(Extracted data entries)
——————————
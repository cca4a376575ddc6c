// sanifix-core/tests/fixture_scenarios.rs
//! End-to-end scenarios for the incomplete multi-character sanitization class:
//! each one runs the same rule set once and to a fixed point, and checks that
//! only the fixpoint run is free of the dangerous pattern.

use anyhow::Result;
use test_log::test;

use sanifix_core::{
    compile_rule_set, sanitize, sanitize_to_report, BudgetKind, Mode, PatternKind, RuleConfig,
    RuleSet, RuleSetConfig, Status, Verdict,
};

fn rule(name: &str, kind: PatternKind, pattern: &str, replace_with: &str) -> RuleConfig {
    RuleConfig {
        name: name.to_string(),
        kind,
        pattern: pattern.to_string(),
        replace_with: replace_with.to_string(),
        ..Default::default()
    }
}

fn build(mode: Mode, max_iterations: usize, rules: Vec<RuleConfig>) -> Result<RuleSet> {
    Ok(compile_rule_set(&RuleSetConfig {
        name: "fixture".to_string(),
        mode,
        max_iterations,
        rules,
        ..Default::default()
    })?)
}

fn script_rules() -> Vec<RuleConfig> {
    vec![rule("script_tag", PatternKind::Regex, "</?script>", "")]
}

#[test]
fn test_script_tag_single_pass_leaves_live_tag() -> Result<()> {
    let set = build(Mode::SinglePass, 1, script_rules())?;
    let report = sanitize_to_report(&set, "<scr<script>ipt>alert(1)</script>");
    assert_eq!(report.status, Status::Converged);
    assert_eq!(report.text, "<script>alert(1)");
    assert_eq!(report.matches_per_pass, vec![2]);
    assert!(!report.pattern_free);
    Ok(())
}

#[test]
fn test_script_tag_fixpoint_removes_every_tag() -> Result<()> {
    let set = build(Mode::Fixpoint, 8, script_rules())?;
    let report = sanitize_to_report(&set, "<scr<script>ipt>alert(1)</script>");
    assert_eq!(report.status, Status::Converged);
    assert_eq!(report.text, "alert(1)");
    assert!(!report.text.contains("<script"));
    assert_eq!(report.matches_per_pass.last(), Some(&0));
    assert!(report.pattern_free);
    Ok(())
}

#[test]
fn test_dot_pair_deletion_modes_differ_in_last_pass() -> Result<()> {
    let rules = vec![rule("dot_pair", PatternKind::Literal, "..", "")];
    let single = sanitize(&build(Mode::SinglePass, 1, rules.clone())?, "....//");
    let fixed = sanitize(&build(Mode::Fixpoint, 8, rules)?, "....//");

    assert_eq!(single.matches_per_pass(), vec![2]);
    assert_eq!(fixed.matches_per_pass(), vec![2, 0]);
    assert_eq!(single.verdict.text(), "//");
    assert_eq!(fixed.verdict, Verdict::Converged { text: "//".to_string(), passes: 1 });
    Ok(())
}

#[test]
fn test_traversal_segment_needs_fixpoint() -> Result<()> {
    let rules = vec![rule("travel", PatternKind::Regex, r"(/)?\.\./", "")];

    let single = sanitize_to_report(&build(Mode::SinglePass, 1, rules.clone())?, "....//");
    assert_eq!(single.text, "../");
    assert!(single.matches_per_pass.last().copied().unwrap_or_default() > 0);
    assert!(!single.pattern_free);

    let fixed = sanitize_to_report(&build(Mode::Fixpoint, 8, rules)?, "....//");
    assert_eq!(fixed.text, "");
    assert_eq!(fixed.matches_per_pass, vec![1, 1, 0]);
    assert!(fixed.is_safe());
    Ok(())
}

#[test]
fn test_comment_delimiters() -> Result<()> {
    let rules = vec![rule("comment", PatternKind::Regex, "<!--|--!?>", "")];
    let input = "<!-<!---->->";

    let single = sanitize(&build(Mode::SinglePass, 1, rules.clone())?, input);
    assert!(single.verdict.text().contains("<!--"));

    let fixed = sanitize(&build(Mode::Fixpoint, 8, rules)?, input);
    let text = fixed.verdict.text();
    assert!(fixed.verdict.is_converged());
    assert!(!text.contains("<!--") && !text.contains("-->"));
    Ok(())
}

#[test]
fn test_converged_output_is_idempotent() -> Result<()> {
    let set = build(
        Mode::Fixpoint,
        16,
        vec![
            rule("comment", PatternKind::Regex, "<!--|--!?>", ""),
            rule("script", PatternKind::Regex, "(?i)</?script[^>]*>", ""),
            rule("travel", PatternKind::Regex, r"(/)?\.\./", ""),
        ],
    )?;
    let inputs = [
        "",
        "plain text",
        "<!-<!---->->",
        "<SCR<script>IPT src=x>",
        "..././..././etc",
        "<scr<!-- -->ipt>",
    ];
    for input in inputs {
        let run = sanitize(&set, input);
        assert!(run.verdict.is_converged(), "input {input:?}");
        let (again, matches) = set.apply_once(run.verdict.text())?;
        assert_eq!(matches, 0, "input {input:?}");
        assert_eq!(again, run.verdict.text());
    }
    Ok(())
}

#[test]
fn test_swapping_rules_are_reported_cyclic() -> Result<()> {
    let set = build(
        Mode::Fixpoint,
        50,
        vec![
            rule("a_to_b", PatternKind::Literal, "<a>", "<b>"),
            rule("b_to_a", PatternKind::Literal, "<b>", "<a>"),
        ],
    )?;
    let run = sanitize(&set, "x<a>y");
    match run.verdict {
        Verdict::Cyclic { cycle_length, passes, ref text } => {
            assert_eq!(cycle_length, 1);
            assert!(passes <= 50);
            assert_eq!(text, "x<a>y");
        }
        other => panic!("expected a cycle, got {other:?}"),
    }
    Ok(())
}

#[test]
fn test_budget_of_one_pass_is_not_enough() -> Result<()> {
    let rules = vec![rule("ab", PatternKind::Literal, "ab", "")];
    let run = sanitize(&build(Mode::Fixpoint, 1, rules.clone())?, "aaabbb");
    assert_eq!(run.verdict.status(), Status::BudgetExceeded);
    assert_eq!(run.verdict.budget(), Some(BudgetKind::Iterations));

    let run = sanitize(&build(Mode::Fixpoint, 3, rules)?, "aaabbb");
    assert_eq!(run.verdict, Verdict::Converged { text: String::new(), passes: 3 });
    Ok(())
}

#[test]
fn test_independent_calls_run_in_parallel() -> Result<()> {
    let set = build(Mode::Fixpoint, 16, script_rules())?;
    let inputs: Vec<String> = (0..8)
        .map(|i| format!("{}<script>{}alert({i})</script>", "<scr".repeat(i), "ipt>".repeat(i)))
        .collect();

    let shared = &set;
    std::thread::scope(|scope| {
        let handles: Vec<_> = inputs
            .iter()
            .map(|input| scope.spawn(move || sanitize(shared, input)))
            .collect();
        for (i, handle) in handles.into_iter().enumerate() {
            let run = handle.join().expect("worker panicked");
            assert_eq!(run.verdict.text(), format!("alert({i})"));
        }
    });
    Ok(())
}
——————————
# Problem
Would you write out the data exactly as it reads?

# Answer to the problem
repository cca4a376575ddc6c
// sanifix-core/tests/fixture_scenarios.rs
//! End-to-end scenarios for the incomplete multi-character sanitization class:
//! each one runs the same rule set once and to a fixed point, and checks that
//! only the fixpoint run is free of the dangerous pattern.

use anyhow::Result;
use test_log::test;

use sanifix_core::{
    compile_rule_set, sanitize, sanitize_to_report, BudgetKind, Mode, PatternKind, RuleConfig,
    RuleSet, RuleSetConfig, Status, Verdict,
};

fn rule(name: &str, kind: PatternKind, pattern: &str, replace_with: &str) -> RuleConfig {
    RuleConfig {
        name: name.to_string(),
        kind,
        pattern: pattern.to_string(),
        replace_with: replace_with.to_string(),
        ..Default::default()
    }
}

fn build(mode: Mode, max_iterations: usize, rules: Vec<RuleConfig>) -> Result<RuleSet> {
    Ok(compile_rule_set(&RuleSetConfig {
        name: "fixture".to_string(),
        mode,
        max_iterations,
        rules,
        ..Default::default()
    })?)
}

fn script_rules() -> Vec<RuleConfig> {
    vec![rule("script_tag", PatternKind::Regex, "</?script>", "")]
}

#[test]
fn test_script_tag_single_pass_leaves_live_tag() -> Result<()> {
    let set = build(Mode::SinglePass, 1, script_rules())?;
    let report = sanitize_to_report(&set, "<scr<script>ipt>alert(1)</script>");
    assert_eq!(report.status, Status::Converged);
    assert_eq!(report.text, "<script>alert(1)");
    assert_eq!(report.matches_per_pass, vec![2]);
    assert!(!report.pattern_free);
    Ok(())
}

#[test]
fn test_script_tag_fixpoint_removes_every_tag() -> Result<()> {
    let set = build(Mode::Fixpoint, 8, script_rules())?;
    let report = sanitize_to_report(&set, "<scr<script>ipt>alert(1)</script>");
    assert_eq!(report.status, Status::Converged);
    assert_eq!(report.text, "alert(1)");
    assert!(!report.text.contains("<script"));
    assert_eq!(report.matches_per_pass.last(), Some(&0));
    assert!(report.pattern_free);
    Ok(())
}

#[test]
fn test_dot_pair_deletion_modes_differ_in_last_pass() -> Result<()> {
    let rules = vec![rule("dot_pair", PatternKind::Literal, "..", "")];
    let single = sanitize(&build(Mode::SinglePass, 1, rules.clone())?, "....//");
    let fixed = sanitize(&build(Mode::Fixpoint, 8, rules)?, "....//");

    assert_eq!(single.matches_per_pass(), vec![2]);
    assert_eq!(fixed.matches_per_pass(), vec![2, 0]);
    assert_eq!(single.verdict.text(), "//");
    assert_eq!(fixed.verdict, Verdict::Converged { text: "//".to_string(), passes: 1 });
    Ok(())
}

#[test]
fn test_traversal_segment_needs_fixpoint() -> Result<()> {
    let rules = vec![rule("travel", PatternKind::Regex, r"(/)?\.\./", "")];

    let single = sanitize_to_report(&build(Mode::SinglePass, 1, rules.clone())?, "....//");
    assert_eq!(single.text, "../");
    assert!(single.matches_per_pass.last().copied().unwrap_or_default() > 0);
    assert!(!single.pattern_free);

    let fixed = sanitize_to_report(&build(Mode::Fixpoint, 8, rules)?, "....//");
    assert_eq!(fixed.text, "");
    assert_eq!(fixed.matches_per_pass, vec![1, 1, 0]);
    assert!(fixed.is_safe());
    Ok(())
}

#[test]
fn test_comment_delimiters() -> Result<()> {
    let rules = vec![rule("comment", PatternKind::Regex, "<!--|--!?>", "")];
    let input = "<!-<!---->->";

    let single = sanitize(&build(Mode::SinglePass, 1, rules.clone())?, input);
    assert!(single.verdict.text().contains("<!--"));

    let fixed = sanitize(&build(Mode::Fixpoint, 8, rules)?, input);
    let text = fixed.verdict.text();
    assert!(fixed.verdict.is_converged());
    assert!(!text.contains("<!--") && !text.contains("-->"));
    Ok(())
}

#[test]
fn test_converged_output_is_idempotent() -> Result<()> {
    let set = build(
        Mode::Fixpoint,
        16,
        vec![
            rule("comment", PatternKind::Regex, "<!--|--!?>", ""),
            rule("script", PatternKind::Regex, "(?i)</?script[^>]*>", ""),
            rule("travel", PatternKind::Regex, r"(/)?\.\./", ""),
        ],
    )?;
    let inputs = [
        "",
        "plain text",
        "<!-<!---->->",
        "<SCR<script>IPT src=x>",
        "..././..././etc",
        "<scr<!-- -->ipt>",
    ];
    for input in inputs {
        let run = sanitize(&set, input);
        assert!(run.verdict.is_converged(), "input {input:?}");
        let (again, matches) = set.apply_once(run.verdict.text())?;
        assert_eq!(matches, 0, "input {input:?}");
        assert_eq!(again, run.verdict.text());
    }
    Ok(())
}

#[test]
fn test_swapping_rules_are_reported_cyclic() -> Result<()> {
    let set = build(
        Mode::Fixpoint,
        50,
        vec![
            rule("a_to_b", PatternKind::Literal, "<a>", "<b>"),
            rule("b_to_a", PatternKind::Literal, "<b>", "<a>"),
        ],
    )?;
    let run = sanitize(&set, "x<a>y");
    match run.verdict {
        Verdict::Cyclic { cycle_length, passes, ref text } => {
            assert_eq!(cycle_length, 1);
            assert!(passes <= 50);
            assert_eq!(text, "x<a>y");
        }
        other => panic!("expected a cycle, got {other:?}"),
    }
    Ok(())
}

#[test]
fn test_budget_of_one_pass_is_not_enough() -> Result<()> {
    let rules = vec![rule("ab", PatternKind::Literal, "ab", "")];
    let run = sanitize(&build(Mode::Fixpoint, 1, rules.clone())?, "aaabbb");
    assert_eq!(run.verdict.status(), Status::BudgetExceeded);
    assert_eq!(run.verdict.budget(), Some(BudgetKind::Iterations));

    let run = sanitize(&build(Mode::Fixpoint, 3, rules)?, "aaabbb");
    assert_eq!(run.verdict, Verdict::Converged { text: String::new(), passes: 3 });
    Ok(())
}

#[test]
fn test_independent_calls_run_in_parallel() -> Result<()> {
    let set = build(Mode::Fixpoint, 16, script_rules())?;
    let inputs: Vec<String> = (0..8)
        .map(|i| format!("{}<script>{}alert({i})</script>", "<scr".repeat(i), "ipt>".repeat(i)))
        .collect();

    let shared = &set;
    std::thread::scope(|scope| {
        let handles: Vec<_> = inputs
            .iter()
            .map(|input| scope.spawn(move || sanitize(shared, input)))
            .collect();
        for (i, handle) in handles.into_iter().enumerate() {
            let run = handle.join().expect("worker panicked");
            assert_eq!(run.verdict.text(), format!("alert({i})"));
        }
    });
    Ok(())
}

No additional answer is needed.